The United Kingdom's economy contracted for the second month in a row in October, marking the first consecutive decline in gross domestic product (GDP) since the onset of the COVID-19 pandemic. This back-to-back shrinkage, reported by the Office for National Statistics (ONS), signals persistent economic challenges reminiscent of the severe downturn experienced during the initial coronavirus lockdowns in March and April 2020.
Economic Performance in October
In October, the economy shrank by 0.1% month-on-month, mirroring a similar contraction in September. The stagnation of the services sector, coupled with declines in manufacturing and construction output, contributed to this lackluster performance. Separate trade data added to the gloomy outlook, revealing a decline in both imports and exports of goods.
The slowdown raises concerns about the economy's resilience amid ongoing global and domestic pressures. The UK's struggles to regain pre-pandemic momentum place it among the weakest performers in the group of major advanced economies, alongside Germany, which is also grappling with rising energy costs exacerbated by geopolitical tensions following Russia’s invasion of Ukraine.
Government and Policy Response
Finance Minister Rachel Reeves acknowledged the disappointing figures but maintained optimism about the government’s long-term economic strategies. The budget unveiled on October 30 featured a mix of significant tax hikes for businesses, aimed at increasing revenue, and expanded investment in public services. The impact of these measures on economic performance is expected to surface in the November GDP data.
“While short-term challenges persist, our fiscal plan is designed to secure sustainable growth over the long term,” Reeves said.
Sterling saw a modest dip against the US dollar following the release of the GDP data, reflecting market unease. Traders now anticipate approximately three quarter-point interest rate cuts by the Bank of England (BoE) by the end of 2025 to stimulate the economy.

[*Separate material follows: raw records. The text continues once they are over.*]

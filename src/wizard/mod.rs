mod engine;
mod outcome;
mod state;
mod types;
mod validator;

pub use engine::WizardEngine;
pub use outcome::{AdvanceOutcome, ArtifactKind, BlockReason, EnterOutcome, Warning};
pub use state::{Submission, WizardState};
pub use types::{FieldKey, InputKind, Step};
pub use validator::StepValidator;
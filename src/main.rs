use anyhow::{Context, Result};
use clap::Parser;
use kinzai::{IntakeConfig, SessionReport, SessionRunner, SessionScript};
use std::path::PathBuf;
use tracing::{error, info};

#[derive(Parser, Debug)]
#[command(name = "kinzai")]
#[command(about = "Three-step identity intake: personal details, signature and photo")]
#[command(version)]
#[command(long_about = "Drives the identity intake wizard headlessly. A session script \
supplies the field values, signature strokes and camera behaviour; the resulting submission \
is printed as JSON, or a report of the step that refused to advance.")]
struct Args {
    /// Path to configuration file
    #[arg(short, long, default_value = "kinzai.toml", help = "Path to TOML configuration file")]
    config: String,

    /// Enable debug logging (most verbose)
    #[arg(short, long, help = "Enable debug level logging")]
    debug: bool,

    /// Enable verbose logging (info level)
    #[arg(short, long, help = "Enable verbose info level logging")]
    verbose: bool,

    /// Enable quiet mode (errors only)
    #[arg(short, long, help = "Enable quiet mode - only log errors")]
    quiet: bool,

    /// Validate configuration and exit
    #[arg(long, help = "Validate configuration file and exit")]
    validate_config: bool,

    /// Print default configuration and exit
    #[arg(long, help = "Print default configuration in TOML format and exit")]
    print_config: bool,

    /// Override log format (json, pretty, compact)
    #[arg(long, value_name = "FORMAT", help = "Log output format: json, pretty, or compact")]
    log_format: Option<String>,

    /// Session script to replay
    #[arg(
        short,
        long,
        value_name = "FILE",
        help = "TOML session script; runs the built-in demo when omitted"
    )]
    script: Option<PathBuf>,

    /// Write the report to a file instead of stdout
    #[arg(short, long, value_name = "FILE", help = "Write the JSON report to this file")]
    output: Option<PathBuf>,
}

#[tokio::main]
async fn main() -> Result<()> {
    let args = Args::parse();

    if args.print_config {
        print_default_config()?;
        return Ok(());
    }

    init_logging(&args)?;

    info!("Starting kinzai v{}", env!("CARGO_PKG_VERSION"));
    info!("Configuration file: {}", args.config);

    let config = match IntakeConfig::load_from_file(&args.config) {
        Ok(config) => config,
        Err(e) => {
            error!("Failed to load configuration: {}", e);
            return Err(e.into());
        }
    };

    if args.validate_config {
        match config.validate() {
            Ok(()) => {
                info!("Configuration validation successful");
                println!("✓ Configuration is valid");
                return Ok(());
            }
            Err(e) => {
                error!("Configuration validation failed: {}", e);
                eprintln!("✗ Configuration validation failed: {}", e);
                std::process::exit(1);
            }
        }
    }
    config.validate()?;

    let script = match &args.script {
        Some(path) => SessionScript::load(path)
            .with_context(|| format!("Failed to load session script {}", path.display()))?,
        None => {
            info!("No session script given, running the built-in demo");
            SessionScript::demo()
        }
    };

    let runner = SessionRunner::new(config);
    let report = runner.run(&script).await.map_err(|e| {
        error!("Session failed: {}", e);
        e
    })?;

    let json = serde_json::to_string_pretty(&report)?;
    match &args.output {
        Some(path) => {
            std::fs::write(path, &json)
                .with_context(|| format!("Failed to write report to {}", path.display()))?;
            info!("Report written to {}", path.display());
        }
        None => println!("{}", json),
    }

    match report {
        SessionReport::Completed { message, .. } => {
            eprintln!("✓ {}", message);
            Ok(())
        }
        SessionReport::Blocked { step, reason, .. } => {
            eprintln!("✗ Stopped at {}: {}", step.title(), reason);
            std::process::exit(2);
        }
    }
}

fn init_logging(args: &Args) -> Result<()> {
    use tracing_subscriber::{fmt, layer::SubscriberExt, util::SubscriberInitExt, EnvFilter, Layer};

    let log_level = if args.debug {
        "debug"
    } else if args.verbose {
        "info"
    } else if args.quiet {
        "error"
    } else {
        "warn"
    };

    let env_filter = EnvFilter::try_from_default_env()
        .unwrap_or_else(|_| EnvFilter::new(format!("kinzai={}", log_level)));

    // Logs go to stderr so the JSON report on stdout stays clean
    let fmt_layer = match args.log_format.as_deref() {
        Some("json") => fmt::layer()
            .json()
            .with_writer(std::io::stderr)
            .with_target(true)
            .with_thread_ids(true)
            .with_file(true)
            .with_line_number(true)
            .boxed(),
        Some("compact") => fmt::layer()
            .compact()
            .with_writer(std::io::stderr)
            .with_target(false)
            .boxed(),
        Some("pretty") | None => fmt::layer()
            .pretty()
            .with_writer(std::io::stderr)
            .with_target(true)
            .with_thread_ids(args.debug)
            .with_file(args.debug)
            .with_line_number(args.debug)
            .boxed(),
        Some(format) => {
            eprintln!("Warning: Unknown log format '{}', using default", format);
            fmt::layer()
                .with_writer(std::io::stderr)
                .with_target(true)
                .boxed()
        }
    };

    tracing_subscriber::registry()
        .with(fmt_layer)
        .with(env_filter)
        .init();

    Ok(())
}

/// Print default configuration in TOML format
fn print_default_config() -> Result<()> {
    println!("# Kinzai Configuration File");
    println!("# Every option with its default value");
    println!();
    println!("{}", toml::to_string_pretty(&IntakeConfig::default())?);
    Ok(())
}
use super::types::{FieldKey, Step};
use std::collections::BTreeMap;

/// Field-level checks for the free-text step
pub struct StepValidator;

impl StepValidator {
    /// Every blank field of `step`, mapped to its message. Empty when valid.
    ///
    /// Only PersonalInfo has field rules; the artifact gates of the other
    /// steps are enforced by the engine.
    pub fn validate(step: Step, fields: &BTreeMap<FieldKey, String>) -> BTreeMap<FieldKey, String> {
        match step {
            Step::PersonalInfo => FieldKey::ALL
                .into_iter()
                .filter(|key| {
                    fields
                        .get(key)
                        .map_or(true, |value| value.trim().is_empty())
                })
                .map(|key| (key, key.required_message().to_string()))
                .collect(),
            Step::Signature | Step::Photo => BTreeMap::new(),
        }
    }
}
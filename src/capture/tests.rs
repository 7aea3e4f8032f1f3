use super::*;
use crate::error::CaptureError;
use crate::frame::{FrameData, FrameFormat};
use image::Rgba;
use std::time::{Duration, Instant, SystemTime};

const INK: Rgba<u8> = Rgba([59, 130, 246, 255]);

#[test]
fn test_new_buffer_is_blank() {
    let buffer = CaptureBuffer::new(60, 20);

    assert_eq!((buffer.width(), buffer.height()), (60, 20));
    assert!(buffer.is_blank());
}

#[test]
fn test_draw_segment_leaves_ink_and_clear_removes_it() {
    let mut buffer = CaptureBuffer::new(60, 20);
    buffer.draw_segment((5.0, 10.0), (50.0, 10.0), INK, 3.0);

    assert!(!buffer.is_blank());
    assert_eq!(*buffer.pixels().get_pixel(25, 10), INK);
    assert_eq!(buffer.pixels().get_pixel(25, 0).0[3], 0);

    buffer.clear();
    assert!(buffer.is_blank());
}

#[test]
fn test_segments_outside_surface_are_clipped() {
    let mut buffer = CaptureBuffer::new(10, 10);
    buffer.draw_segment((-50.0, -50.0), (-20.0, -20.0), INK, 3.0);

    assert!(buffer.is_blank());
}

#[test]
fn test_far_segment_is_clipped_to_surface() {
    let mut buffer = CaptureBuffer::new(600, 200);
    let started = Instant::now();

    buffer.draw_segment((10.0, 10.0), (2.0e7, 10.0), INK, 3.0);

    assert!(started.elapsed() < Duration::from_secs(1));
    assert_eq!(*buffer.pixels().get_pixel(10, 10), INK);
    assert_eq!(*buffer.pixels().get_pixel(599, 10), INK);
    assert_eq!(buffer.pixels().get_pixel(300, 100).0[3], 0);
}

#[test]
fn test_non_finite_segment_is_ignored() {
    let mut buffer = CaptureBuffer::new(600, 200);
    let started = Instant::now();

    buffer.draw_segment((10.0, 10.0), (f32::INFINITY, 10.0), INK, 3.0);
    buffer.draw_segment((f32::NAN, 10.0), (20.0, 10.0), INK, 3.0);
    buffer.draw_segment((10.0, 10.0), (10.0, f32::NEG_INFINITY), INK, 3.0);

    assert!(started.elapsed() < Duration::from_secs(1));
    assert!(buffer.is_blank());
}

#[test]
fn test_png_encoding_preserves_pixels() {
    let mut buffer = CaptureBuffer::new(32, 16);
    buffer.draw_segment((2.0, 8.0), (30.0, 8.0), INK, 3.0);

    let artifact = buffer.encode(ImageFormat::Png, 90).unwrap();
    assert_eq!(artifact.format(), ImageFormat::Png);
    assert_eq!((artifact.width(), artifact.height()), (32, 16));
    assert!(!artifact.is_empty());

    let decoded = artifact.decode().unwrap();
    assert_eq!(&decoded, buffer.pixels());
}

#[test]
fn test_blank_buffer_still_encodes() {
    let artifact = CaptureBuffer::new(8, 8).encode(ImageFormat::Png, 90).unwrap();
    assert!(!artifact.is_empty());
    assert!(artifact.decode().unwrap().pixels().all(|p| p.0[3] == 0));
}

#[test]
fn test_jpeg_encoding_produces_jpeg_data_uri() {
    let buffer = CaptureBuffer::new(16, 16);
    let artifact = buffer.encode(ImageFormat::Jpeg, 80).unwrap();

    let uri = artifact.to_data_uri();
    assert!(uri.starts_with("data:image/jpeg;base64,"));
}

#[test]
fn test_data_uri_parsing() {
    let artifact = CaptureBuffer::new(12, 7).encode(ImageFormat::Png, 90).unwrap();
    let uri = artifact.to_data_uri();
    assert!(uri.starts_with("data:image/png;base64,"));

    let parsed = EncodedImage::from_data_uri(&uri).unwrap();
    assert_eq!(parsed, artifact);
    assert_eq!((parsed.width(), parsed.height()), (12, 7));
}

#[test]
fn test_data_uri_rejects_malformed_input() {
    let cases = [
        "image/png;base64,AAAA",
        "data:image/png;base64",
        "data:image/png,AAAA",
        "data:image/gif;base64,AAAA",
        "data:image/png;base64,!!!",
        "data:image/png;base64,AAAA",
    ];

    for case in cases {
        assert!(
            matches!(
                EncodedImage::from_data_uri(case),
                Err(CaptureError::InvalidDataUri { .. })
            ),
            "expected rejection for {}",
            case
        );
    }
}

#[test]
fn test_artifact_serializes_as_data_uri() {
    let artifact = CaptureBuffer::new(4, 4).encode(ImageFormat::Png, 90).unwrap();
    let json = serde_json::to_string(&artifact).unwrap();

    assert!(json.starts_with("\"data:image/png;base64,"));
    let back: EncodedImage = serde_json::from_str(&json).unwrap();
    assert_eq!(back, artifact);
}

#[test]
fn test_from_frame_uses_natural_resolution() {
    let frame = FrameData::new(
        3,
        SystemTime::now(),
        vec![200u8; 8 * 6 * 3],
        8,
        6,
        FrameFormat::Rgb24,
    );

    let buffer = CaptureBuffer::from_frame(&frame).unwrap();
    assert_eq!((buffer.width(), buffer.height()), (8, 6));
    assert_eq!(*buffer.pixels().get_pixel(0, 0), Rgba([200, 200, 200, 255]));
}

#[test]
fn test_from_frame_rejects_empty_frame() {
    let frame = FrameData::new(0, SystemTime::now(), Vec::new(), 0, 0, FrameFormat::Rgba32);

    assert!(matches!(
        CaptureBuffer::from_frame(&frame),
        Err(CaptureError::InvalidFrame { .. })
    ));
}

#[test]
fn test_parse_hex_color() {
    assert_eq!(parse_hex_color("#3b82f6"), Some(INK));
    assert_eq!(parse_hex_color("#FFFFFF"), Some(Rgba([255, 255, 255, 255])));
    assert_eq!(parse_hex_color("3b82f6"), None);
    assert_eq!(parse_hex_color("#3b82f"), None);
    assert_eq!(parse_hex_color("#zzzzzz"), None);
}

Outlook for the Bank of England
Despite market expectations, the BoE is unlikely to lower interest rates at its upcoming meeting, according to Paul Dales, Chief UK Economist at Capital Economics. However, confidence in this stance has waned following the latest data. The central bank recently revised its 2024 annual growth forecast downward to 1%, from a previous estimate of 1.25%. Growth is projected to rebound to 1.5% in 2025, though risks remain.
“Rising budgetary pressures, coupled with a weakening export climate, create significant headwinds for maintaining growth momentum,” said Hailey Low, Associate Economist at the National Institute of Economic and Social Research (NIESR).
Global and Domestic Pressures
The UK continues to face a host of challenges, including subdued business confidence, rising global policy uncertainties, and the lingering effects of the pandemic. The economic slowdown has heightened concerns about the government’s ability to balance fiscal discipline with the need to support growth.
Among advanced economies, Britain’s recovery remains sluggish, underscoring the urgency for measures to address structural weaknesses and bolster economic resilience. As November’s data looms, all eyes will be on the effectiveness of recent fiscal interventions and their ability to reverse the declining trend.